Зойка несмело взглянула на Семёна. Замученная пластинка хрипела. Семён, тоже волнуясь теперь, шагнул к девушке, положил руку ей на спину и тотчас почувствовал, как она вздрогнула.
Танцуя, он видел красную, заветренную щеку Зойки, чувствовал, как эта щека и открытая упрямая шея пышут жаром. Надо же, что он подумал о них, об этой Зойке и Капитолине, а они… — мучился он, краем глаза, стыдясь, наблюдал за Капитолиной: плотно прижавшись к Вахромееву, она водила его вокруг стола, на котором стояли пустая бутылка, четыре гранёных стакана и чашка.
— А вы её пожалейте, ладно? — услышал вдруг Семён.
— Кого?
— А Ольку. Она хорошая, и ей ничего не надо… Она сейчас придёт, мы ей сказали.

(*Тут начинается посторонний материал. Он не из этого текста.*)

pub mod event_bus;
pub mod types;

pub use event_bus::{EventBus, EventFilter, EventSubscriber};
pub use types::{EventPayload, EventPriority, EventSource, EventType, GalleryEvent};
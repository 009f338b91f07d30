use async_trait::async_trait;

use crate::models::{SourceUrl, SurfaceKind};
use crate::utils::errors::PlayerError;

/// Contract over one host media surface. The gallery owns exactly two
/// implementations at runtime, one for the fullscreen player and one for
/// the floating mini player, and only ever drives them through this trait.
#[async_trait]
pub trait PlaybackSurface: Send + Sync {
    /// Attach a source. Resets position to zero; duration is unknown until
    /// the surface reports metadata.
    async fn load(&self, source: &SourceUrl) -> Result<(), PlayerError>;

    /// Start playback. Hosts may reject unsolicited playback, in which
    /// case the surface stays paused and the error is non-fatal.
    async fn play(&self) -> Result<(), PlayerError>;

    async fn pause(&self);

    /// Jump to an absolute position in seconds. Out-of-range values are
    /// clamped by the surface.
    async fn seek(&self, position_secs: f64);

    async fn position(&self) -> f64;

    /// None until the surface has loaded metadata for the current source.
    async fn duration(&self) -> Option<f64>;

    async fn set_volume(&self, volume: f64);

    async fn set_rate(&self, rate: f64);

    async fn is_paused(&self) -> bool;

    /// The source currently attached, if any. Used to discard completions
    /// that arrive for a source the surface no longer hosts.
    async fn current_source(&self) -> Option<SourceUrl>;

    /// Detach the source and release the underlying media resource.
    async fn clear(&self);
}

/// Notifications surfaces push back at the controller, mirroring the host
/// media element's event set.
#[derive(Debug, Clone, PartialEq)]
pub enum SurfaceEvent {
    Playing {
        surface: SurfaceKind,
    },
    Paused {
        surface: SurfaceKind,
    },
    TimeUpdate {
        surface: SurfaceKind,
        position_secs: f64,
    },
    Ended {
        surface: SurfaceKind,
    },
    /// Metadata finished loading for `source`. Carries the source so late
    /// completions can be matched against what the surface hosts now.
    LoadedMetadata {
        surface: SurfaceKind,
        source: SourceUrl,
        duration_secs: f64,
    },
    Error {
        surface: SurfaceKind,
        message: String,
    },
}

/// Host fullscreen capability. Requests can fail (browser policy, user
/// settings); failures are reported and playback continues unaffected.
#[async_trait]
pub trait FullscreenHost: Send + Sync {
    async fn request_fullscreen(&self) -> Result<(), PlayerError>;
    async fn exit_fullscreen(&self) -> Result<(), PlayerError>;
}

Семён невольно остановился. Он заметил, что Капитолина, всё прижимаясь к Вахромееву, повернула к ним с Зойкой голову, и в ту же секунду Зойка требовательно сжала ему плечо, и он, подчиняясь, стал танцевать дальше.

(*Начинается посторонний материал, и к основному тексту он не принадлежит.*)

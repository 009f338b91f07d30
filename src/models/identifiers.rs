use serde::{Deserialize, Serialize};
use std::fmt;
use std::hash::{Hash, Hasher};
use std::str::FromStr;
use url::Url;

use crate::constants::EXTERNAL_PLATFORM_HOSTS;

macro_rules! impl_id_type {
    ($name:ident) => {
        #[derive(Clone, Debug, Serialize, Deserialize)]
        pub struct $name(String);

        impl $name {
            pub fn new(id: impl Into<String>) -> Self {
                Self(id.into())
            }

            pub fn as_str(&self) -> &str {
                &self.0
            }
        }

        impl fmt::Display for $name {
            fn fmt(&self, f: &mut fmt::Formatter<'_>) -> fmt::Result {
                write!(f, "{}", self.0)
            }
        }

        impl PartialEq for $name {
            fn eq(&self, other: &Self) -> bool {
                self.0 == other.0
            }
        }

        impl Eq for $name {}

        impl Hash for $name {
            fn hash<H: Hasher>(&self, state: &mut H) {
                self.0.hash(state);
            }
        }

        impl From<String> for $name {
            fn from(s: String) -> Self {
                Self(s)
            }
        }

        impl From<&str> for $name {
            fn from(s: &str) -> Self {
                Self(s.to_string())
            }
        }

        impl AsRef<str> for $name {
            fn as_ref(&self) -> &str {
                &self.0
            }
        }

        impl FromStr for $name {
            type Err = std::convert::Infallible;

            fn from_str(s: &str) -> Result<Self, Self::Err> {
                Ok(Self(s.to_string()))
            }
        }
    };
}

impl_id_type!(SourceUrl);

impl SourceUrl {
    /// True for locators on hosted platforms whose media cannot be read
    /// directly by the page (embed-only hosts). Relative paths and plain
    /// file names parse as invalid URLs and are treated as local.
    pub fn is_external_platform(&self) -> bool {
        let Ok(parsed) = Url::parse(&self.0) else {
            return false;
        };
        let Some(host) = parsed.host_str() else {
            return false;
        };
        EXTERNAL_PLATFORM_HOSTS
            .iter()
            .any(|h| host == *h || host.ends_with(&format!(".{h}")))
    }
}
use async_trait::async_trait;
use std::collections::HashMap;
use std::sync::atomic::{AtomicUsize, Ordering};
use std::sync::{Arc, Mutex};

use vitrine::models::SourceUrl;
use vitrine::probe::MetadataReader;
use vitrine::utils::PlayerError;

/// Metadata reader that counts calls and can be switched into an error
/// mode, for exercising cache hits and fallback badges.
pub struct CountingReader {
    durations: HashMap<SourceUrl, f64>,
    calls: AtomicUsize,
    error_mode: Arc<Mutex<Option<String>>>,
}

impl CountingReader {
    pub fn new(table: &[(&str, f64)]) -> Self {
        Self {
            durations: table
                .iter()
                .map(|(source, duration)| (SourceUrl::new(*source), *duration))
                .collect(),
            calls: AtomicUsize::new(0),
            error_mode: Arc::new(Mutex::new(None)),
        }
    }

    pub fn inject_error(&self, error: &str) {
        *self.error_mode.lock().unwrap() = Some(error.to_string());
    }

    pub fn clear_error(&self) {
        *self.error_mode.lock().unwrap() = None;
    }

    pub fn call_count(&self) -> usize {
        self.calls.load(Ordering::SeqCst)
    }
}

#[async_trait]
impl MetadataReader for CountingReader {
    async fn read_duration(&self, source: &SourceUrl) -> Result<f64, PlayerError> {
        self.calls.fetch_add(1, Ordering::SeqCst);
        if let Some(error) = self.error_mode.lock().unwrap().clone() {
            return Err(PlayerError::MetadataUnavailable(error));
        }
        self.durations
            .get(source)
            .copied()
            .ok_or_else(|| PlayerError::MetadataUnavailable(format!("no metadata for {source}")))
    }
}

/// Reader that never answers, for timeout flows.
pub struct HangingReader;

#[async_trait]
impl MetadataReader for HangingReader {
    async fn read_duration(&self, _source: &SourceUrl) -> Result<f64, PlayerError> {
        std::future::pending().await
    }
}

— Олька всё спрашивала об вас у Вахромеева, — зашептала ему в ухо Зойка. — А он нам рассказал, что она об вас спрашивала. Ну вот, мы с Капитолиной и попросили Вахромеева, чтоб он привёл вас… Это ничего, да?
— Да что же… — проговорил Семён. — Только ведь что же я могу ей… У меня жена и дочь.
— Ой, ну до чего же бывают непонятливые болваны! — прошипела она ему в ухо, и Семён опять остановился. — Ну что вы столбом встали? Танцуйте.
Вот тебе и Зойка! Теперь он верил, что эта девица могла резать немцев из автомата, как траву косой.
Он теперь всё время ждал, когда она придёт, эта Олька с неживыми, потухшими глазами, как-то отрешённо и холодно размышлял: о чём же это он с ней будет говорить? И вообще — как это так «пожалейте»? Как он должен пожалеть её? Что это они придумали? Уйти, что ли, отсюда?
Но Семён понимал, что уходить ему нельзя, и в то же время отведённая ему кем-то роль жалельщика оскорбляла его, он раздражался, и Зойка, эта смущающаяся девица, вроде бы чувствовала, угадывала его состояние, время от времени предостерегающе сдавливала его плечо сильными пальцами.
Олька появилась неожиданно, Семён увидел её, когда она уже стояла спиной к запертой за собой дощатой двери в сарай, обеими руками держась за железную скобку. Голова и лицо её были так же глухо повязаны платком, но теперь белым с синими цветочками по краям. Она стояла, сильно вытянувшись, готовая в любую секунду ринуться вон. Простое ситцевое платьишко туго облегало её фигурку, выделяя крутые плечи и сильные груди.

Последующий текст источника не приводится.